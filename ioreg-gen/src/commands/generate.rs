use std::path::PathBuf;
use std::time::Instant;

use anyhow::{Context, Result};
use colored::Colorize;
use ioreg_gen::{generate, OutputFormat, ShellRunner};

use super::load_config;

pub struct GenerateOptions {
    pub config: Option<PathBuf>,
    pub compiler: Option<String>,
    pub output: Option<PathBuf>,
    pub build_dir: Option<PathBuf>,
    pub variants: Vec<String>,
    pub format: OutputFormat,
}

/// Probes every configured variant and writes the register table.
pub fn cmd_generate(options: GenerateOptions) -> Result<()> {
    let instant = Instant::now();

    let mut config = load_config(options.config.as_deref(), options.compiler)?;

    if let Some(output) = options.output {
        config.output = output;
    }
    if options.build_dir.is_some() {
        config.build_dir = options.build_dir;
    }
    if !options.variants.is_empty() {
        config.variants = options.variants;
    }

    let registry = generate(&config, &ShellRunner, options.format)
        .context("Failed to generate the register table")?;

    println!(
        "    {} {} target variant(s) in {:.2}s",
        "Generated".green().bold(),
        registry.variants().len(),
        instant.elapsed().as_secs_f32(),
    );
    for table in registry.variants() {
        println!(
            "\t{}: {} registers, {} constants",
            table.variant,
            table.registers.len(),
            table.constants.len()
        );
    }
    println!("\t-> {}", config.output.display());

    Ok(())
}
use tracing_subscriber::{
    layer::SubscriberExt, util::SubscriberInitExt, EnvFilter, Layer,
};

#[derive(Debug, Clone, Copy, PartialEq, Eq, clap::ValueEnum)]
#[clap(rename_all = "UPPER")]
pub enum LevelFilter {
    Off,
    Error,
    Warn,
    Info,
    Debug,
    Trace,
}

impl LevelFilter {
    fn into_tracing(self) -> tracing::level_filters::LevelFilter {
        match self {
            Self::Off => tracing::level_filters::LevelFilter::OFF,
            Self::Error => tracing::level_filters::LevelFilter::ERROR,
            Self::Warn => tracing::level_filters::LevelFilter::WARN,
            Self::Info => tracing::level_filters::LevelFilter::INFO,
            Self::Debug => tracing::level_filters::LevelFilter::DEBUG,
            Self::Trace => tracing::level_filters::LevelFilter::TRACE,
        }
    }
}

/// Configures tracing for the CLI.
///
/// * `default` - The log level to use. If `None`, falls back to `RUST_LOG` in the environment.
pub fn setup_logging(default: Option<LevelFilter>) {
    let filter = match default {
        // An explicit level from the command line wins over RUST_LOG.
        Some(filter) => EnvFilter::builder()
            .with_default_directive(filter.into_tracing().into())
            .parse_lossy(""),
        None => EnvFilter::builder()
            .with_default_directive(tracing::level_filters::LevelFilter::WARN.into())
            .from_env_lossy(),
    };

    let stderr_subscriber = tracing_subscriber::fmt::layer()
        .compact()
        .without_time()
        .with_writer(std::io::stderr)
        .with_filter(filter);

    tracing_subscriber::registry().with(stderr_subscriber).init();
}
────────
* [WHAT THE TASK ASKS]: Would you please output every record again, exactly?

* [ANSWER TO THIS TASK]:
filename ioreg-gen/src/commands/generate.rs
use std::path::PathBuf;
use std::time::Instant;

use anyhow::{Context, Result};
use colored::Colorize;
use ioreg_gen::{generate, OutputFormat, ShellRunner};

use super::load_config;

pub struct GenerateOptions {
    pub config: Option<PathBuf>,
    pub compiler: Option<String>,
    pub output: Option<PathBuf>,
    pub build_dir: Option<PathBuf>,
    pub variants: Vec<String>,
    pub format: OutputFormat,
}

/// Probes every configured variant and writes the register table.
pub fn cmd_generate(options: GenerateOptions) -> Result<()> {
    let instant = Instant::now();

    let mut config = load_config(options.config.as_deref(), options.compiler)?;

    if let Some(output) = options.output {
        config.output = output;
    }
    if options.build_dir.is_some() {
        config.build_dir = options.build_dir;
    }
    if !options.variants.is_empty() {
        config.variants = options.variants;
    }

    let registry = generate(&config, &ShellRunner, options.format)
        .context("Failed to generate the register table")?;

    println!(
        "    {} {} target variant(s) in {:.2}s",
        "Generated".green().bold(),
        registry.variants().len(),
        instant.elapsed().as_secs_f32(),
    );
    for table in registry.variants() {
        println!(
            "\t{}: {} registers, {} constants",
            table.variant,
            table.registers.len(),
            table.constants.len()
        );
    }
    println!("\t-> {}", config.output.display());

    Ok(())
}
use tracing_subscriber::{
    layer::SubscriberExt, util::SubscriberInitExt, EnvFilter, Layer,
};

#[derive(Debug, Clone, Copy, PartialEq, Eq, clap::ValueEnum)]
#[clap(rename_all = "UPPER")]
pub enum LevelFilter {
    Off,
    Error,
    Warn,
    Info,
    Debug,
    Trace,
}

impl LevelFilter {
    fn into_tracing(self) -> tracing::level_filters::LevelFilter {
        match self {
            Self::Off => tracing::level_filters::LevelFilter::OFF,
            Self::Error => tracing::level_filters::LevelFilter::ERROR,
            Self::Warn => tracing::level_filters::LevelFilter::WARN,
            Self::Info => tracing::level_filters::LevelFilter::INFO,
            Self::Debug => tracing::level_filters::LevelFilter::DEBUG,
            Self::Trace => tracing::level_filters::LevelFilter::TRACE,
        }
    }
}

/// Configures tracing for the CLI.
///
/// * `default` - The log level to use. If `None`, falls back to `RUST_LOG` in the environment.
pub fn setup_logging(default: Option<LevelFilter>) {
    let filter = match default {
        // An explicit level from the command line wins over RUST_LOG.
        Some(filter) => EnvFilter::builder()
            .with_default_directive(filter.into_tracing().into())
            .parse_lossy(""),
        None => EnvFilter::builder()
            .with_default_directive(tracing::level_filters::LevelFilter::WARN.into())
            .from_env_lossy(),
    };

    let stderr_subscriber = tracing_subscriber::fmt::layer()
        .compact()
        .without_time()
        .with_writer(std::io::stderr)
        .with_filter(filter);

    tracing_subscriber::registry().with(stderr_subscriber).init();
}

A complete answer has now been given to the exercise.